Peter Singer at Comment is Free has posted an article, Good God?, that is sadly all too common. It opens:
Do we live in a world that was created by a god who is all-powerful, all-knowing, and all good? Christians think we do. Yet a powerful reason for doubting this confronts us every day: the world contains a vast amount of pain and suffering.
I kid you not. Peter Singer seems to think that he was the first person to notice this problem—and it really doesn’t get any better with him recounting a debate with–not Rowan Williams, not Georg Ratzinger—but, wait for it, Dinesh D’Souza. You haven’t heard of this theological titan? Me neither, and nothing about his resume suggests that that is any shame. That said, D’Souza may have been demonstrated a deep and profound mastery of theology for all I can tell as Singer proceeds to trot out all the usual tropes.
Does it occur to these people that perhaps that some Christian with an intellectual dexterity that exceeds a five year old may be living today and have lived in the past. An enormous proportion of humanity is Christian today, and some of them are quite respected for their intellect, and almost all of those people that gave us the Scientific Revolution and the Enlightenment were Christian. Is it credible that these people would have maintained and propagated a truly vacuous system of thought that can be knocked over in a short blog entry?
I am no Christian theologian—indeed I am not even a Christian—but even I can see that such articles are not making the slightest effort to understand that which they seek to criticize. This does not happen anywhere else as far as I know. In any other field people will make an effort to make a proper study before wading in, or if there isn’t time to do that, at least try and fake it and give the appearance of having mastered the area.

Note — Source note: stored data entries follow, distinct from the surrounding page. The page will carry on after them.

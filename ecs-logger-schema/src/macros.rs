/// Declares ECS field sets.
///
/// Each field is written with its inner type and becomes an `Option` that is
/// left out of the serialized document when unset. Field attributes (docs,
/// `#[serde(rename = ..)]`) are carried over.
macro_rules! field_set {
    ($(
        $(#[$meta:meta])*
        pub struct $name:ident {
            $(
                $(#[$field_meta:meta])*
                pub $field:ident: $ty:ty,
            )*
        }
    )+) => {
        $(
            $(#[$meta])*
            #[derive(Clone, Debug, Default, PartialEq, serde::Serialize, serde::Deserialize)]
            pub struct $name {
                $(
                    $(#[$field_meta])*
                    #[serde(skip_serializing_if = "Option::is_none")]
                    pub $field: Option<$ty>,
                )*
            }
        )+
    };
}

But this is not the case with a certain kind of atheist. Quite the contrary, these people seem to make a point of embracing the crudest and least reflective understanding they can find, and I don’t think this is any accident. I am only concerned with a particular kind of atheist whose belief is founded in a faith-based principle that those that believe in God are existential cowards that cling to a collection of fairy stories, lovingly propagated from the bronze age at the point of a sword.
This is truly tragic. It is as if they have been confronted with an awful choice: given a bundle of beliefs—Christian religion—are they true or false, as if deciding whether a current is flowing in a wire. Clearly you don’t want to oscillate in an unstable way on this as that could lead to mental instability, so you have to make your choice and then stick with it, and having decided that it is steaming pile of turds, it becomes important to keep the flame of faith burning. And these people have found that it sells books and projects articles up to the top of the Cif leaderboard. There is clearly a huge market for this, founded on perfect ignorance, fear and irrationality.
It is really quite tragic.
(Should anyone be really interested in a real edgy discussion between a great theologian and a sceptical inquisitor with attitude I recommend Humphreys in Search of God interviewing Rowan Williams; Christianity was never the same for me again and I now see Christianity and Buddhism as different ways of making sense of the same reality—and by extension all authentic religions and wisdom traditions.)